L'évolution du contexte historique au Québec

La période qui suit immédiatement la fin de la Seconde Guerre mondiale est l'une des plus agitées dans le domaine des relations de travail. Lors d'une série de grèves spectaculaires, les syndicats s'opposent à la partie patronale dans l'industrie de l'amiante (1949); les usines de textiles de Louiseville (1952-1953); à Shawinigan (au début des années 1950) et à Murdochville, la ville du cuivre (1957). Dans chaque cas, l'employeur est leur cible principale. Il en existe cependant une deuxième  : Maurice Duplessis, le premier ministre unioniste du Québec, élu une deuxième fois à ce poste en 1944 et qui y restera jusqu'à sa mort, en 1959.

  Talking Union,  peinture de Frederick 
B. Taylor.  
  

Agrandir l'image.Talking Union, de Frederick B. Taylor, 1950. Huile sur toile.

  
     

À la fin des années 1940 et durant les années 1950, la Confédération des travailleurs catholiques du Canada (CTCC) vient renverser les rôles face au patronat en modifiant la signification sociale du catholicisme. Jusque-là, le syndicalisme catholique était présenté comme un moyen d'harmoniser les relations entre employeurs et employés. C'est-à-dire entre possédants et démunis. Il s'agit dorénavant de réclamer justice pour les travailleurs.

La justice, voilà ce que cherche le syndicat dans le cas de Dupuis Frères, dont les employés sont représentés par la CTCC. Les chefs de file de la grève, par exemple, Jean Marchand, le secrétaire général de la Confédération, n'hésitent pas à pointer du doigt ce grand magasin montréalais qui se présente comme un symbole religieux et nationaliste du Canada français, et qui nie la légitimité de la CTCC. Peu après l'appel à la grève, Henri Pichette, l'aumônier de l'organisation syndicale, encouragera ainsi les grévistes de Dupuis : « Votre grève est votre croix syndicale et chrétienne, et sachez la porter vaillamment jusqu'au bout, envers et contre tous. »


Le prélude

  Roland Chagnon, gérant du 
magasin en 
1950, Le Duprex, juin 1947, p. 135.  
  

Agrandir l'image.Roland Chagnon, directeur du magasin Dupuis Frères. Formé à l'École des hautes études commerciales de Montréal, Chagnon est un ancien administrateur du magasin à rayons Le Syndicat. Il s'est joint à Dupuis Frères à titre de secrétaire-trésorier en 1947. Il devient gérant adjoint du magasin l'année suivante, puis est nommé par la suite au conseil d'administration. Éventuellement, il est nommé directeur du magasin au départ de L.-J. Dugal, en 1950. Le Duprex, vol. 13, no 4, juin 1947, p. 135.

  
     

Le militantisme du syndicat catholique est l'une des facettes du changement. Une autre est la manière dont Dupuis Frères gère ses affaires et mène sa publicité. Le magasin de Montréal a été entièrement reconstruit et agrandi vers la fin des années 1940. Un service de radiodiffusion en magasin a été installé et de nouveaux gadgets publicitaires, adoptés. Ainsi, de gigantesques ballons, soufflés à l'hélium, hauts de 9,75 mètres et arborant l'immense logo de Dupuis, flottent au-dessus du magasin. On orchestre l'arrivée du père Noël en hélicoptère; le bonhomme est accompagné de six elfes, des personnes de petites tailles, embauchées pour l'événement.

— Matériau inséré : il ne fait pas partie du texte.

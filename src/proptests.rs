//! Property-based tests for polynomial arithmetic.

use proptest::prelude::*;

use crate::poly::{DensePolynomial, SparsePolynomial};

// Strategy for small coefficients, zero included
fn small_coeff() -> impl Strategy<Value = i64> {
    -50i64..50i64
}

// Strategy for dense polynomials of degree 0-6
fn dense_poly() -> impl Strategy<Value = DensePolynomial> {
    proptest::collection::vec(small_coeff(), 1..=7).prop_map(DensePolynomial::from_coefficients)
}

fn nonzero_dense_poly() -> impl Strategy<Value = DensePolynomial> {
    dense_poly().prop_filter("polynomial must be non-zero", |p| !p.is_zero())
}

// Strategy for sparse polynomials with exponents in -8..8
fn sparse_poly() -> impl Strategy<Value = SparsePolynomial> {
    proptest::collection::vec((-8i64..8i64, small_coeff()), 0..6)
        .prop_map(SparsePolynomial::from_terms)
}

// Sparse polynomials that can be converted to dense form
fn non_negative_sparse_poly() -> impl Strategy<Value = SparsePolynomial> {
    proptest::collection::vec((0i64..8i64, small_coeff()), 0..6)
        .prop_map(SparsePolynomial::from_terms)
}

proptest! {
    #[test]
    fn dense_parse_format_round_trip(a in dense_poly()) {
        let parsed: DensePolynomial = a.to_string().parse().unwrap();
        prop_assert_eq!(parsed, a);
    }

    #[test]
    fn sparse_parse_format_round_trip(a in sparse_poly()) {
        let parsed: SparsePolynomial = a.to_string().parse().unwrap();
        prop_assert_eq!(parsed, a);
    }

    #[test]
    fn dense_additive_identity(a in dense_poly()) {
        let zero = DensePolynomial::zero();
        prop_assert_eq!(a.add(&zero).unwrap(), a.clone());
        prop_assert_eq!(a.subtract(&zero).unwrap(), a);
    }

    #[test]
    fn sparse_additive_identity(a in sparse_poly()) {
        let zero = SparsePolynomial::zero();
        prop_assert_eq!(a.add(&zero).unwrap(), a.clone());
        prop_assert_eq!(a.subtract(&zero).unwrap(), a);
    }

    #[test]
    fn multiply_by_zero(a in dense_poly(), b in sparse_poly()) {
        prop_assert_eq!(a.multiply(&DensePolynomial::zero()).unwrap(), DensePolynomial::zero());
        prop_assert_eq!(b.multiply(&SparsePolynomial::zero()).unwrap(), SparsePolynomial::zero());
    }

    #[test]
    fn dense_commutative(a in dense_poly(), b in dense_poly()) {
        prop_assert_eq!(a.add(&b).unwrap(), b.add(&a).unwrap());
        prop_assert_eq!(a.multiply(&b).unwrap(), b.multiply(&a).unwrap());
    }

    #[test]
    fn sparse_commutative(a in sparse_poly(), b in sparse_poly()) {
        prop_assert_eq!(a.add(&b).unwrap(), b.add(&a).unwrap());
        prop_assert_eq!(a.multiply(&b).unwrap(), b.multiply(&a).unwrap());
    }

    #[test]
    fn sparse_distributive(a in sparse_poly(), b in sparse_poly(), c in sparse_poly()) {
        // a * (b + c) = a * b + a * c
        let left = &a * &(&b + &c);
        let right = &(&a * &b) + &(&a * &c);
        prop_assert_eq!(left, right);
    }

    #[test]
    fn double_negation(a in dense_poly(), b in sparse_poly()) {
        prop_assert_eq!(a.negate().negate(), a);
        prop_assert_eq!(b.negate().negate(), b);
    }

    #[test]
    fn subtract_self_is_zero(a in dense_poly(), b in sparse_poly()) {
        prop_assert!(a.subtract(&a).unwrap().is_zero());
        prop_assert!(b.subtract(&b).unwrap().is_zero());
    }

    #[test]
    fn degree_of_product(a in nonzero_dense_poly(), b in nonzero_dense_poly()) {
        let product = a.multiply(&b).unwrap();
        prop_assert_eq!(product.degree(), a.degree() + b.degree());
    }

    #[test]
    fn cross_representation_consistency(a in dense_poly(), b in non_negative_sparse_poly()) {
        let dense_sum = a.add(&b).unwrap();
        let sparse_sum = b.add(&a).unwrap();
        let dense_product = a.multiply(&b).unwrap();
        let sparse_product = b.multiply(&a).unwrap();

        for e in -1..=16 {
            prop_assert_eq!(
                dense_sum.coefficient(e).unwrap_or(0),
                sparse_sum.coefficient(e).unwrap()
            );
            prop_assert_eq!(
                dense_product.coefficient(e).unwrap_or(0),
                sparse_product.coefficient(e).unwrap()
            );
        }
        prop_assert_eq!(dense_sum.to_string(), sparse_sum.to_string());
    }

    #[test]
    fn dense_difference_matches_sparse(a in dense_poly(), b in non_negative_sparse_poly()) {
        let dense = a.subtract(&b).unwrap();
        let sparse = SparsePolynomial::from(&a).subtract(&b).unwrap();
        prop_assert_eq!(SparsePolynomial::from(&dense), sparse);
    }

    #[test]
    fn negative_exponents_are_rejected_by_dense(a in dense_poly(), e in -8i64..0, c in 1i64..9) {
        let s = SparsePolynomial::from_terms([(e, c)]);
        prop_assert!(a.add(&s).is_err());
        prop_assert!(a.subtract(&s).is_err());
        prop_assert!(a.multiply(&s).is_err());
    }
}
//! Graph model: amendment and person nodes joined by directed edges

use std::collections::{HashMap, HashSet};
use std::fmt;

/// Kind of node
#[derive(Debug, Clone, Copy, PartialEq, Eq, Hash)]
pub enum NodeKind {
    /// An amendment (or motion) record
    Amendment,
    /// An author or supporter
    Person,
}

impl NodeKind {
    /// Wire name
    pub fn as_str(&self) -> &'static str {
        match self {
            NodeKind::Amendment => "amendment",
            NodeKind::Person => "person",
        }
    }
}

impl fmt::Display for NodeKind {
    fn fmt(&self, f: &mut fmt::Formatter<'_>) -> fmt::Result {
        f.write_str(self.as_str())
    }
}

/// Relation carried by an edge
#[derive(Debug, Clone, Copy, PartialEq, Eq, Hash)]
pub enum Relation {
    /// Person wrote the amendment
    Authored,
    /// Person co-signed the amendment
    Supports,
}

impl Relation {
    /// Wire name
    pub fn as_str(&self) -> &'static str {
        match self {
            Relation::Authored => "authored",
            Relation::Supports => "supports",
        }
    }
}

impl fmt::Display for Relation {
    fn fmt(&self, f: &mut fmt::Formatter<'_>) -> fmt::Result {
        f.write_str(self.as_str())
    }
}

/// Amendment node. Identity is the record id.
#[derive(Debug, Clone, PartialEq)]
pub struct AmendmentNode {
    /// Record id
    pub id: String,
    /// Display label
    pub label: String,
    /// Convention id
    pub convention: String,
    /// Source page
    pub url: String,
    /// Distinct supporters retained
    pub weight: u64,
}

/// Person node. Identity is `person-<slug>`.
#[derive(Debug, Clone, PartialEq)]
pub struct PersonNode {
    /// Node id
    pub id: String,
    /// First-seen display name
    pub label: String,
    /// Last-seen non-empty regional-chapter tag
    pub kv: String,
    /// Visualization size: 10 × round(total experience)
    pub weight: i64,
}

/// A graph node
#[derive(Debug, Clone, PartialEq)]
pub enum Node {
    /// Amendment node
    Amendment(AmendmentNode),
    /// Person node
    Person(PersonNode),
}

impl Node {
    /// Node id
    pub fn id(&self) -> &str {
        match self {
            Node::Amendment(a) => &a.id,
            Node::Person(p) => &p.id,
        }
    }

    /// Display label
    pub fn label(&self) -> &str {
        match self {
            Node::Amendment(a) => &a.label,
            Node::Person(p) => &p.label,
        }
    }

    /// Node kind
    pub fn kind(&self) -> NodeKind {
        match self {
            Node::Amendment(_) => NodeKind::Amendment,
            Node::Person(_) => NodeKind::Person,
        }
    }

    /// Integer node weight
    pub fn weight(&self) -> i64 {
        match self {
            Node::Amendment(a) => a.weight as i64,
            Node::Person(p) => p.weight,
        }
    }
}

/// Directed edge from a person to an amendment
#[derive(Debug, Clone, PartialEq)]
pub struct Edge {
    /// Person id
    pub source: String,
    /// Amendment id
    pub target: String,
    /// Authored or supports
    pub relation: Relation,
    /// Convention of the target amendment
    pub convention: String,
    /// Final edge weight
    pub weight: f64,
}

/// Finished influence network
///
/// Nodes and edges keep creation order, which makes exports reproducible.
#[derive(Debug, Clone, Default, PartialEq)]
pub struct InfluenceGraph {
    nodes: Vec<Node>,
    edges: Vec<Edge>,
}

impl InfluenceGraph {
    /// Assemble a graph from parts
    pub fn new(nodes: Vec<Node>, edges: Vec<Edge>) -> Self {
        Self { nodes, edges }
    }

    /// Nodes in creation order
    pub fn nodes(&self) -> &[Node] {
        &self.nodes
    }

    /// Edges in creation order
    pub fn edges(&self) -> &[Edge] {
        &self.edges
    }

    /// Number of nodes
    pub fn node_count(&self) -> usize {
        self.nodes.len()
    }

    /// Number of edges
    pub fn edge_count(&self) -> usize {
        self.edges.len()
    }

    /// Look up a node by id
    pub fn node(&self, id: &str) -> Option<&Node> {
        self.nodes.iter().find(|n| n.id() == id)
    }

    /// Look up the edge between a person and an amendment
    pub fn edge(&self, source: &str, target: &str) -> Option<&Edge> {
        self.edges
            .iter()
            .find(|e| e.source == source && e.target == target)
    }

    /// Amendment nodes
    pub fn amendments(&self) -> impl Iterator<Item = &AmendmentNode> {
        self.nodes.iter().filter_map(|n| match n {
            Node::Amendment(a) => Some(a),
            Node::Person(_) => None,
        })
    }

    /// Person nodes
    pub fn persons(&self) -> impl Iterator<Item = &PersonNode> {
        self.nodes.iter().filter_map(|n| match n {
            Node::Person(p) => Some(p),
            Node::Amendment(_) => None,
        })
    }

    /// Total degree per node id
    pub fn degrees(&self) -> HashMap<&str, usize> {
        degree_map(&self.edges)
    }

    /// Whether any (source, target) pair occurs more than once
    pub fn has_duplicate_edges(&self) -> bool {
        let mut seen = HashSet::new();
        !self
            .edges
            .iter()
            .all(|e| seen.insert((e.source.as_str(), e.target.as_str())))
    }
}

/// Total degree per node id over an edge list
pub(crate) fn degree_map(edges: &[Edge]) -> HashMap<&str, usize> {
    let mut degrees: HashMap<&str, usize> = HashMap::new();
    for edge in edges {
        *degrees.entry(edge.source.as_str()).or_insert(0) += 1;
        *degrees.entry(edge.target.as_str()).or_insert(0) += 1;
    }
    degrees
}

#[cfg(test)]
mod tests {
    use super::*;

    fn edge(source: &str, target: &str) -> Edge {
        Edge {
            source: source.into(),
            target: target.into(),
            relation: Relation::Supports,
            convention: "51bdk".into(),
            weight: 1.0,
        }
    }

    #[test]
    fn test_wire_names() {
        assert_eq!(NodeKind::Amendment.to_string(), "amendment");
        assert_eq!(NodeKind::Person.to_string(), "person");
        assert_eq!(Relation::Authored.to_string(), "authored");
        assert_eq!(Relation::Supports.to_string(), "supports");
    }

    #[test]
    fn test_degrees() {
        let graph = InfluenceGraph::new(
            Vec::new(),
            vec![edge("person-a", "x"), edge("person-a", "y"), edge("person-b", "x")],
        );
        let degrees = graph.degrees();
        assert_eq!(degrees["person-a"], 2);
        assert_eq!(degrees["person-b"], 1);
        assert_eq!(degrees["x"], 2);
        assert_eq!(degrees["y"], 1);
    }

    #[test]
    fn test_duplicate_detection() {
        let unique = InfluenceGraph::new(Vec::new(), vec![edge("p", "x"), edge("p", "y")]);
        assert!(!unique.has_duplicate_edges());

        let duplicated = InfluenceGraph::new(Vec::new(), vec![edge("p", "x"), edge("p", "x")]);
        assert!(duplicated.has_duplicate_edges());
    }

    #[test]
    fn test_node_accessors() {
        let node = Node::Person(PersonNode {
            id: "person-a".into(),
            label: "A".into(),
            kv: String::new(),
            weight: 20,
        });
        assert_eq!(node.id(), "person-a");
        assert_eq!(node.label(), "A");
        assert_eq!(node.kind(), NodeKind::Person);
        assert_eq!(node.weight(), 20);
    }
}
//! Input records handed over by the ingestion layer
//!
//! The ingestion layer stores records as a mapping from amendment id to record.
//! [`RecordSet`] deserializes that mapping while keeping document order, because
//! the assembler processes records in input order.

use serde::de::{Deserializer, MapAccess, Visitor};
use serde::Deserialize;
use std::fmt;

/// Kind of document a record was scraped from
#[derive(Debug, Clone, Copy, PartialEq, Eq, Hash, Default, Deserialize)]
#[serde(rename_all = "lowercase")]
pub enum RecordKind {
    /// A top-level motion
    Motion,

    /// An amendment to a motion
    #[default]
    Amendment,

    /// Anything else the scraper tagged
    #[serde(other)]
    Other,
}

/// One co-signer line of an amendment
#[derive(Debug, Clone, PartialEq, Eq, Default)]
pub struct SupporterEntry {
    /// Externally supplied identifier, preferred over the slugified name
    pub id: Option<String>,

    /// Display name as scraped
    pub name: String,

    /// Regional-chapter tag
    pub kv: String,
}

impl SupporterEntry {
    /// Create an entry carrying only a display name
    pub fn named(name: impl Into<String>) -> Self {
        Self {
            id: None,
            name: name.into(),
            kv: String::new(),
        }
    }

    /// Attach an explicit identifier
    pub fn with_id(mut self, id: impl Into<String>) -> Self {
        self.id = Some(id.into());
        self
    }

    /// Attach a regional-chapter tag
    pub fn with_kv(mut self, kv: impl Into<String>) -> Self {
        self.kv = kv.into();
        self
    }
}

/// Structured author information, when the scraper found it
#[derive(Debug, Clone, PartialEq, Eq, Default)]
pub struct ApplicantDetails {
    /// Explicit author identifier
    pub id: Option<String>,

    /// Author display name
    pub name: Option<String>,

    /// Author regional-chapter tag
    pub kv: Option<String>,
}

/// A scraped amendment record. Never mutated by the engine.
#[derive(Debug, Clone, PartialEq)]
pub struct AmendmentRecord {
    /// Amendment identifier (the key in the input mapping)
    pub id: String,

    /// Convention registry key
    pub convention: String,

    /// Display label
    pub label: String,

    /// Source page
    pub url: String,

    /// Free-text author line
    pub author: String,

    /// Whether the author is an individual rather than an institution
    pub is_person: bool,

    /// Motion or amendment
    pub kind: RecordKind,

    /// Structured author information
    pub applicant: Option<ApplicantDetails>,

    /// Co-signers in scraped order
    pub supporters: Vec<SupporterEntry>,
}

impl AmendmentRecord {
    /// Create an empty record for a convention
    pub fn new(id: impl Into<String>, convention: impl Into<String>) -> Self {
        let id = id.into();
        Self {
            label: id.clone(),
            id,
            convention: convention.into(),
            url: String::new(),
            author: String::new(),
            is_person: false,
            kind: RecordKind::Amendment,
            applicant: None,
            supporters: Vec::new(),
        }
    }

    /// Set the author line
    pub fn with_author(mut self, author: impl Into<String>, is_person: bool) -> Self {
        self.author = author.into();
        self.is_person = is_person;
        self
    }

    /// Append a supporter by display name
    pub fn with_supporter(self, name: impl Into<String>) -> Self {
        self.with_supporter_entry(SupporterEntry::named(name))
    }

    /// Append a fully specified supporter entry
    pub fn with_supporter_entry(mut self, entry: SupporterEntry) -> Self {
        self.supporters.push(entry);
        self
    }

    /// Set the label
    pub fn with_label(mut self, label: impl Into<String>) -> Self {
        self.label = label.into();
        self
    }

    /// Set the record kind
    pub fn with_kind(mut self, kind: RecordKind) -> Self {
        self.kind = kind;
        self
    }
}

/// Ordered collection of records
#[derive(Debug, Clone, Default, PartialEq)]
pub struct RecordSet {
    records: Vec<AmendmentRecord>,
}

impl RecordSet {
    /// Wrap records in the given order
    pub fn new(records: Vec<AmendmentRecord>) -> Self {
        Self { records }
    }

    /// Records in input order
    pub fn records(&self) -> &[AmendmentRecord] {
        &self.records
    }

    /// Iterate over records in input order
    pub fn iter(&self) -> std::slice::Iter<'_, AmendmentRecord> {
        self.records.iter()
    }

    /// Number of records
    pub fn len(&self) -> usize {
        self.records.len()
    }

    /// Whether the set holds no records
    pub fn is_empty(&self) -> bool {
        self.records.is_empty()
    }
}

impl From<Vec<AmendmentRecord>> for RecordSet {
    fn from(records: Vec<AmendmentRecord>) -> Self {
        Self::new(records)
    }
}

impl FromIterator<AmendmentRecord> for RecordSet {
    fn from_iter<I: IntoIterator<Item = AmendmentRecord>>(iter: I) -> Self {
        Self::new(iter.into_iter().collect())
    }
}

impl<'a> IntoIterator for &'a RecordSet {
    type Item = &'a AmendmentRecord;
    type IntoIter = std::slice::Iter<'a, AmendmentRecord>;

    fn into_iter(self) -> Self::IntoIter {
        self.records.iter()
    }
}

// Wire shapes. Scraped data is loose: any field may be missing or null.

#[derive(Debug, Default, Deserialize)]
#[serde(default)]
struct RawRecord {
    convention: Option<String>,
    label: Option<String>,
    url: Option<String>,
    author: Option<String>,
    // Different scraper generations wrote different keys, sometimes several at once
    is_person: Option<bool>,
    isperson: Option<bool>,
    isprs: Option<bool>,
    #[serde(rename = "type")]
    kind: Option<RecordKind>,
    applicant_details: Option<RawApplicant>,
    supporters: Option<Vec<Option<RawSupporter>>>,
}

#[derive(Debug, Default, Deserialize)]
#[serde(default)]
struct RawApplicant {
    id: Option<String>,
    name: Option<String>,
    kv: Option<String>,
}

#[derive(Debug, Default, Deserialize)]
#[serde(default)]
struct RawSupporter {
    id: Option<String>,
    name: Option<String>,
    kv: Option<String>,
}

impl RawRecord {
    fn into_record(self, id: String) -> AmendmentRecord {
        let supporters = self
            .supporters
            .unwrap_or_default()
            .into_iter()
            .map(|s| {
                let s = s.unwrap_or_default();
                SupporterEntry {
                    id: s.id.filter(|id| !id.is_empty()),
                    name: s.name.unwrap_or_default(),
                    kv: s.kv.unwrap_or_default(),
                }
            })
            .collect();

        AmendmentRecord {
            label: self.label.unwrap_or_else(|| id.clone()),
            id,
            convention: self.convention.unwrap_or_default(),
            url: self.url.unwrap_or_default(),
            author: self.author.unwrap_or_default(),
            is_person: self.is_person.or(self.isperson).or(self.isprs).unwrap_or(false),
            kind: self.kind.unwrap_or_default(),
            applicant: self.applicant_details.map(|a| ApplicantDetails {
                id: a.id.filter(|id| !id.is_empty()),
                name: a.name.filter(|n| !n.is_empty()),
                kv: a.kv.filter(|kv| !kv.is_empty()),
            }),
            supporters,
        }
    }
}

impl<'de> Deserialize<'de> for RecordSet {
    fn deserialize<D: Deserializer<'de>>(deserializer: D) -> Result<Self, D::Error> {
        struct RecordSetVisitor;

        impl<'de> Visitor<'de> for RecordSetVisitor {
            type Value = RecordSet;

            fn expecting(&self, f: &mut fmt::Formatter<'_>) -> fmt::Result {
                f.write_str("a map of amendment id to record")
            }

            fn visit_map<A: MapAccess<'de>>(self, mut map: A) -> Result<RecordSet, A::Error> {
                let mut records = Vec::with_capacity(map.size_hint().unwrap_or(0));
                while let Some((id, raw)) = map.next_entry::<String, Option<RawRecord>>()? {
                    records.push(raw.unwrap_or_default().into_record(id));
                }
                Ok(RecordSet { records })
            }

            fn visit_unit<E: serde::de::Error>(self) -> Result<RecordSet, E> {
                Ok(RecordSet::default())
            }
        }

        deserializer.deserialize_map(RecordSetVisitor)
    }
}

Cette nouvelle philosophie de gestion chez Dupuis Frères est le fait de Roland Chagnon, un diplômé de l'École des hautes études commerciales de Montréal. Chagnon, qui souhaite moderniser et rationaliser l'entreprise, est prêt à congédier des centaines d'employés pour parvenir à ses fins.

En octobre 1950, les employés de Dupuis Frères s'adressent à la Commission des relations de travail du Québec dans le but de créer un syndicat qui serait leur seul agent négociateur légal. Puisque la direction à l'intention de changer les règles du jeu, ils veulent mettre en place un processus de négociation officiel des relations de travail afin de défendre leurs intérêts des employés.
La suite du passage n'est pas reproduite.